JO e futebol são exemplos

Emanuel Júnior não tem dúvidas de que “a realização de eventos desportivos como os JO de Tóquio ou o Euro 2020 servem de lição” para Pequim na hora de organizar as olimpíadas de Inverno, com cerimónia de abertura está marcada para 4 de Fevereiro.

“Em Tóquio não havia espectadores, portanto a experiência serve de exemplo a nível logístico e organizativo. Já o Euro 2020 contou com público nos estádios e realizou-se em várias cidades na Europa. Cada cidade tinha as suas regras quanto à percentagem de ocupação dos estádios. De certeza que a organização dos JO de Inverno de Pequim 2022 observou estes dois eventos e vai ter isso em consideração na sua análise, para que se possam implementar regras mais adequadas para Pequim”, referiu o investigador.

Para Anabela Santiago, os JO de Tóquio “são, sem dúvida, um exemplo para Pequim”, até porque “para o bem e para o mal, aprendemos sempre pelo modelo dos outros ou por comparação”.

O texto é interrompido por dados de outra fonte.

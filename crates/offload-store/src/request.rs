use std::fmt;
use std::str::FromStr;

use serde::{Deserialize, Serialize};

/// Server-side encryption mode attached to a write.
#[derive(Clone, Copy, Debug, PartialEq, Eq, Hash, Serialize, Deserialize)]
pub enum ServerSideEncryption {
    /// Store-managed AES-256 keys.
    #[serde(rename = "AES256")]
    Aes256,
    /// KMS-managed keys.
    #[serde(rename = "aws:kms")]
    AwsKms,
}

impl ServerSideEncryption {
    pub fn as_str(&self) -> &'static str {
        match self {
            Self::Aes256 => "AES256",
            Self::AwsKms => "aws:kms",
        }
    }
}

impl fmt::Display for ServerSideEncryption {
    fn fmt(&self, f: &mut fmt::Formatter<'_>) -> fmt::Result {
        f.write_str(self.as_str())
    }
}

/// Predefined access-control policy applied to a written object.
#[derive(Clone, Copy, Debug, PartialEq, Eq, Hash, Serialize, Deserialize)]
#[serde(rename_all = "kebab-case")]
pub enum ObjectCannedAcl {
    Private,
    PublicRead,
    PublicReadWrite,
    AuthenticatedRead,
    AwsExecRead,
    BucketOwnerRead,
    BucketOwnerFullControl,
}

impl ObjectCannedAcl {
    pub const ALL: [ObjectCannedAcl; 7] = [
        Self::Private,
        Self::PublicRead,
        Self::PublicReadWrite,
        Self::AuthenticatedRead,
        Self::AwsExecRead,
        Self::BucketOwnerRead,
        Self::BucketOwnerFullControl,
    ];

    pub fn as_str(&self) -> &'static str {
        match self {
            Self::Private => "private",
            Self::PublicRead => "public-read",
            Self::PublicReadWrite => "public-read-write",
            Self::AuthenticatedRead => "authenticated-read",
            Self::AwsExecRead => "aws-exec-read",
            Self::BucketOwnerRead => "bucket-owner-read",
            Self::BucketOwnerFullControl => "bucket-owner-full-control",
        }
    }
}

impl fmt::Display for ObjectCannedAcl {
    fn fmt(&self, f: &mut fmt::Formatter<'_>) -> fmt::Result {
        f.write_str(self.as_str())
    }
}

impl FromStr for ObjectCannedAcl {
    type Err = String;

    fn from_str(s: &str) -> Result<Self, Self::Err> {
        Self::ALL
            .into_iter()
            .find(|acl| acl.as_str() == s)
            .ok_or_else(|| format!("unknown canned ACL: {s}"))
    }
}

/// A single object write, as handed to [`ObjectStoreClient::put_object`].
///
/// [`ObjectStoreClient::put_object`]: crate::client::ObjectStoreClient::put_object
#[derive(Clone, Debug, PartialEq, Eq)]
pub struct PutObjectRequest {
    pub bucket: String,
    pub key: String,
    pub body: String,
    pub server_side_encryption: Option<ServerSideEncryption>,
    pub sse_kms_key_id: Option<String>,
    pub acl: Option<ObjectCannedAcl>,
}

impl PutObjectRequest {
    /// A plain write with no encryption or ACL metadata.
    pub fn new(bucket: impl Into<String>, key: impl Into<String>, body: impl Into<String>) -> Self {
        Self {
            bucket: bucket.into(),
            key: key.into(),
            body: body.into(),
            server_side_encryption: None,
            sse_kms_key_id: None,
            acl: None,
        }
    }

    pub fn with_acl(mut self, acl: ObjectCannedAcl) -> Self {
        self.acl = Some(acl);
        self
    }

    /// Body length in bytes.
    pub fn content_length(&self) -> usize {
        self.body.len()
    }
}

#[cfg(test)]
mod tests {
    use super::*;

    #[test]
    fn acl_strings_roundtrip() {
        for acl in ObjectCannedAcl::ALL {
            assert_eq!(acl.as_str().parse::<ObjectCannedAcl>().unwrap(), acl);
        }
    }

    #[test]
    fn unknown_acl_rejected() {
        assert!("world-writable".parse::<ObjectCannedAcl>().is_err());
    }

    #[test]
    fn acl_serde_matches_wire_string() {
        let json = serde_json::to_string(&ObjectCannedAcl::BucketOwnerFullControl).unwrap();
        assert_eq!(json, "\"bucket-owner-full-control\"");
    }

    #[test]
    fn sse_wire_strings() {
        assert_eq!(ServerSideEncryption::AwsKms.to_string(), "aws:kms");
        assert_eq!(ServerSideEncryption::Aes256.to_string(), "AES256");
        let json = serde_json::to_string(&ServerSideEncryption::AwsKms).unwrap();
        assert_eq!(json, "\"aws:kms\"");
    }

    #[test]
    fn new_request_is_plain() {
        let request = PutObjectRequest::new("b", "k", "payload");
        assert_eq!(request.content_length(), 7);
        assert!(request.server_side_encryption.is_none());
        assert!(request.sse_kms_key_id.is_none());
        assert!(request.acl.is_none());
    }
}
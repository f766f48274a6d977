use std::io;

/// Failure reported by an object store client.
#[derive(Debug, thiserror::Error)]
pub enum ClientError {
    /// The bucket does not exist.
    #[error("no such bucket: {0}")]
    NoSuchBucket(String),

    /// No object is stored under the key.
    #[error("no such key: {bucket}/{key}")]
    NoSuchKey { bucket: String, key: String },

    /// I/O error from the underlying storage backend.
    #[error("I/O error: {0}")]
    Io(#[from] io::Error),

    /// Any other transport failure (network, service, credentials).
    #[error("transport error: {0}")]
    Transport(String),
}

/// Result alias for client calls.
pub type ClientResult<T> = Result<T, ClientError>;

/// Errors from the object store DAO, one variant per operation.
#[derive(Debug, thiserror::Error)]
pub enum StoreError {
    /// The payload could not be written.
    #[error("failed to store the payload in object {bucket}/{key}: {source}")]
    Write {
        bucket: String,
        key: String,
        #[source]
        source: ClientError,
    },

    /// The object could not be fetched (missing, or the call failed).
    #[error("failed to get the object {bucket}/{key} which contains the payload: {source}")]
    Read {
        bucket: String,
        key: String,
        #[source]
        source: ClientError,
    },

    /// The object was found but its body could not be drained as text.
    #[error("failed to read the payload body of object {bucket}/{key}: {source}")]
    ReadBody {
        bucket: String,
        key: String,
        #[source]
        source: io::Error,
    },

    /// The object could not be deleted.
    #[error("failed to delete the object {bucket}/{key} which contains the payload: {source}")]
    Delete {
        bucket: String,
        key: String,
        #[source]
        source: ClientError,
    },
}

impl StoreError {
    /// Bucket the failed operation targeted.
    pub fn bucket(&self) -> &str {
        match self {
            Self::Write { bucket, .. }
            | Self::Read { bucket, .. }
            | Self::ReadBody { bucket, .. }
            | Self::Delete { bucket, .. } => bucket,
        }
    }

    /// Key the failed operation targeted.
    pub fn key(&self) -> &str {
        match self {
            Self::Write { key, .. }
            | Self::Read { key, .. }
            | Self::ReadBody { key, .. }
            | Self::Delete { key, .. } => key,
        }
    }
}

/// Result alias for DAO operations.
pub type StoreResult<T> = Result<T, StoreError>;
use std::collections::HashMap;
use std::sync::RwLock;

use crate::client::{ObjectBody, ObjectStoreClient};
use crate::error::{ClientError, ClientResult};
use crate::request::{ObjectCannedAcl, PutObjectRequest, ServerSideEncryption};

/// An object as held by [`InMemoryObjectStoreClient`], metadata included.
#[derive(Clone, Debug, PartialEq, Eq)]
pub struct StoredObject {
    pub body: String,
    pub server_side_encryption: Option<ServerSideEncryption>,
    pub sse_kms_key_id: Option<String>,
    pub acl: Option<ObjectCannedAcl>,
}

impl From<&PutObjectRequest> for StoredObject {
    fn from(request: &PutObjectRequest) -> Self {
        Self {
            body: request.body.clone(),
            server_side_encryption: request.server_side_encryption,
            sse_kms_key_id: request.sse_kms_key_id.clone(),
            acl: request.acl,
        }
    }
}

type Bucket = HashMap<String, StoredObject>;

/// In-memory, HashMap-based object store client.
///
/// Intended for tests and embedding. Buckets must be created before use
/// unless the client was built with [`auto_create_buckets`]. Deleting a
/// missing key from an existing bucket succeeds, as it does on S3.
///
/// [`auto_create_buckets`]: InMemoryObjectStoreClient::auto_create_buckets
pub struct InMemoryObjectStoreClient {
    buckets: RwLock<HashMap<String, Bucket>>,
    auto_create: bool,
}

impl InMemoryObjectStoreClient {
    /// Create a client with no buckets.
    pub fn new() -> Self {
        Self {
            buckets: RwLock::new(HashMap::new()),
            auto_create: false,
        }
    }

    /// Create a client that creates buckets on first write.
    pub fn auto_create_buckets() -> Self {
        Self {
            auto_create: true,
            ..Self::new()
        }
    }

    /// Create an empty bucket. Existing buckets are left as they are.
    pub fn create_bucket(&self, bucket: &str) {
        self.buckets
            .write()
            .expect("lock poisoned")
            .entry(bucket.to_string())
            .or_default();
    }

    /// Builder form of [`create_bucket`](Self::create_bucket).
    pub fn with_bucket(self, bucket: &str) -> Self {
        self.create_bucket(bucket);
        self
    }

    /// The object stored under `(bucket, key)`, metadata included.
    pub fn object(&self, bucket: &str, key: &str) -> Option<StoredObject> {
        let buckets = self.buckets.read().expect("lock poisoned");
        buckets.get(bucket).and_then(|b| b.get(key)).cloned()
    }

    /// Number of objects across all buckets.
    pub fn len(&self) -> usize {
        self.buckets
            .read()
            .expect("lock poisoned")
            .values()
            .map(|b| b.len())
            .sum()
    }

    /// Returns `true` if no bucket holds an object.
    pub fn is_empty(&self) -> bool {
        self.len() == 0
    }

    /// Sorted keys of all objects in a bucket.
    pub fn keys(&self, bucket: &str) -> Vec<String> {
        let buckets = self.buckets.read().expect("lock poisoned");
        let mut keys: Vec<String> = buckets
            .get(bucket)
            .map(|b| b.keys().cloned().collect())
            .unwrap_or_default();
        keys.sort();
        keys
    }

    /// Remove every object, keeping the buckets.
    pub fn clear(&self) {
        let mut buckets = self.buckets.write().expect("lock poisoned");
        for bucket in buckets.values_mut() {
            bucket.clear();
        }
    }
}

impl Default for InMemoryObjectStoreClient {
    fn default() -> Self {
        Self::new()
    }
}

impl ObjectStoreClient for InMemoryObjectStoreClient {
    fn put_object(&self, request: &PutObjectRequest) -> ClientResult<()> {
        let mut buckets = self.buckets.write().expect("lock poisoned");
        let bucket = if self.auto_create {
            buckets.entry(request.bucket.clone()).or_default()
        } else {
            buckets
                .get_mut(&request.bucket)
                .ok_or_else(|| ClientError::NoSuchBucket(request.bucket.clone()))?
        };
        bucket.insert(request.key.clone(), StoredObject::from(request));
        Ok(())
    }

    fn get_object(&self, bucket: &str, key: &str) -> ClientResult<ObjectBody> {
        let buckets = self.buckets.read().expect("lock poisoned");
        let objects = buckets
            .get(bucket)
            .ok_or_else(|| ClientError::NoSuchBucket(bucket.to_string()))?;
        let object = objects.get(key).ok_or_else(|| ClientError::NoSuchKey {
            bucket: bucket.to_string(),
            key: key.to_string(),
        })?;
        Ok(ObjectBody::from_bytes(object.body.clone().into_bytes()))
    }

    fn delete_object(&self, bucket: &str, key: &str) -> ClientResult<()> {
        let mut buckets = self.buckets.write().expect("lock poisoned");
        let objects = buckets
            .get_mut(bucket)
            .ok_or_else(|| ClientError::NoSuchBucket(bucket.to_string()))?;
        objects.remove(key);
        Ok(())
    }
}

impl std::fmt::Debug for InMemoryObjectStoreClient {
    fn fmt(&self, f: &mut std::fmt::Formatter<'_>) -> std::fmt::Result {
        let count = self.len();
        f.debug_struct("InMemoryObjectStoreClient")
            .field("object_count", &count)
            .field("auto_create", &self.auto_create)
            .finish()
    }
}
use std::io;

use thiserror::Error;

/// Errors raised while building or loading payload storage configuration.
#[derive(Debug, Error)]
pub enum ConfigError {
    #[error("object store client must be provided when payload support is enabled")]
    MissingClient,

    #[error("bucket name must not be empty when payload support is enabled")]
    EmptyBucketName,

    #[error("payload support is disabled")]
    SupportDisabled,

    #[error("invalid configuration: {0}")]
    Parse(String),

    #[error("I/O error: {0}")]
    Io(#[from] io::Error),
}

#[derive(Debug, Error)]
pub enum PayloadError {
    /// The reference could not be decoded. No store call was made.
    #[error(transparent)]
    InvalidReference(#[from] offload_types::ReferenceError),

    /// The object store operation failed, as reported by the DAO.
    #[error(transparent)]
    Store(#[from] offload_store::StoreError),

    #[error("configuration error: {0}")]
    Configuration(#[from] ConfigError),
}

pub type PayloadResult<T> = Result<T, PayloadError>;
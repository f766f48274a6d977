use std::path::PathBuf;

use clap::{Args, Parser, Subcommand};

#[derive(Parser)]
#[command(
    name = "offload",
    about = "Offload message payloads to an object store and manage their references",
    version,
)]
pub struct Cli {
    #[command(subcommand)]
    pub command: Command,

    #[arg(short, long, global = true)]
    pub verbose: bool,

    #[arg(long, global = true, default_value = "text")]
    pub format: OutputFormat,

    /// Payload storage settings file (TOML)
    #[arg(short, long, global = true)]
    pub config: Option<PathBuf>,

    /// Directory holding the bucket directories
    #[arg(long, global = true, default_value = ".offload")]
    pub root: PathBuf,

    /// Bucket to store payloads in (overrides the settings file)
    #[arg(short, long, global = true)]
    pub bucket: Option<String>,
}

#[derive(Clone, Debug, clap::ValueEnum)]
pub enum OutputFormat {
    Text,
    Json,
}

#[derive(Subcommand)]
pub enum Command {
    /// Create the bucket directory under the root
    Init(InitArgs),
    /// Store a payload and print its reference
    Store(StoreArgs),
    /// Print the payload a reference points to
    Fetch(FetchArgs),
    /// Delete the payload a reference points to
    Delete(DeleteArgs),
}

#[derive(Args)]
pub struct InitArgs {}

#[derive(Args)]
pub struct StoreArgs {
    /// Object key to use instead of a generated one
    #[arg(short, long)]
    pub key: Option<String>,
    /// Read the payload from this file instead of stdin
    #[arg(short, long)]
    pub file: Option<PathBuf>,
}

#[derive(Args)]
pub struct FetchArgs {
    pub reference: String,
}

#[derive(Args)]
pub struct DeleteArgs {
    pub reference: String,
}
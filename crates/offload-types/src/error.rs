use thiserror::Error;

/// Errors produced while building or decoding a payload reference.
#[derive(Debug, Error, Clone, PartialEq, Eq)]
pub enum ReferenceError {
    /// The reference string is not a well-formed reference.
    #[error("invalid payload reference: {0}")]
    InvalidReference(String),

    #[error("bucket name must not be empty")]
    EmptyBucketName,

    #[error("object key must not be empty")]
    EmptyObjectKey,
}

/// Result alias for reference operations.
pub type ReferenceResult<T> = Result<T, ReferenceError>;
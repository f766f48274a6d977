use std::fmt::Debug;
use std::sync::Arc;

use serde::{Deserialize, Serialize};

use crate::request::{PutObjectRequest, ServerSideEncryption};

/// Attaches server-side encryption metadata to an outgoing write.
///
/// Implementations only add fields. They never clear what was set on the
/// request before them (a canned ACL in particular).
pub trait EncryptionStrategy: Send + Sync + Debug {
    fn decorate(&self, request: &mut PutObjectRequest);
}

/// Leaves the request untouched.
#[derive(Clone, Copy, Debug, Default, PartialEq, Eq)]
pub struct NoEncryption;

impl EncryptionStrategy for NoEncryption {
    fn decorate(&self, _request: &mut PutObjectRequest) {}
}

/// KMS encryption with the provider-managed key.
#[derive(Clone, Copy, Debug, Default, PartialEq, Eq)]
pub struct AwsManagedCmk;

impl EncryptionStrategy for AwsManagedCmk {
    fn decorate(&self, request: &mut PutObjectRequest) {
        request.server_side_encryption = Some(ServerSideEncryption::AwsKms);
    }
}

/// KMS encryption with a customer-supplied key.
#[derive(Clone, Debug, PartialEq, Eq)]
pub struct CustomerKey {
    pub kms_key_id: String,
}

impl CustomerKey {
    pub fn new(kms_key_id: impl Into<String>) -> Self {
        Self {
            kms_key_id: kms_key_id.into(),
        }
    }
}

impl EncryptionStrategy for CustomerKey {
    fn decorate(&self, request: &mut PutObjectRequest) {
        request.server_side_encryption = Some(ServerSideEncryption::AwsKms);
        request.sse_kms_key_id = Some(self.kms_key_id.clone());
    }
}

/// Configuration form of an encryption strategy.
#[derive(Clone, Debug, Default, PartialEq, Eq, Serialize, Deserialize)]
#[serde(tag = "mode", rename_all = "kebab-case")]
pub enum EncryptionSettings {
    #[default]
    None,
    AwsManaged,
    CustomerKey { key_id: String },
}

impl EncryptionSettings {
    /// Build the strategy these settings describe. `None` yields no strategy.
    pub fn strategy(&self) -> Option<Arc<dyn EncryptionStrategy>> {
        match self {
            Self::None => None,
            Self::AwsManaged => Some(Arc::new(AwsManagedCmk)),
            Self::CustomerKey { key_id } => Some(Arc::new(CustomerKey::new(key_id.clone()))),
        }
    }
}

“A China sempre se pauta em tudo o que faz pela grande capacidade de mobilização da sua população e da sua força de trabalho em torno de uma causa ou objectivo. Veja-se, por exemplo, a construção de um hospital novo em 10 dias.

Os últimos JO realizados em Pequim [em 2008] foram um magnífico exemplo de capacidade organizativa, e creio que estes JO de Inverno o serão também”, concluiu a académica.

Recorde-se que o Governo japonês decretou estado de emergência em Tóquio a 8 de Julho, e que vigora até ao dia 22 deste mês, precisamente na mesma altura em que se realizaram os JO, que terminaram no passado domingo.

O país também decidiu prolongar este nível de alerta na região de Okinawa (sudoeste), onde já estava activo, e manter certas restrições nas autarquias de Chiba, Saitama e Kanagawa, nos arredores de Tóquio, onde também foram realizadas competições.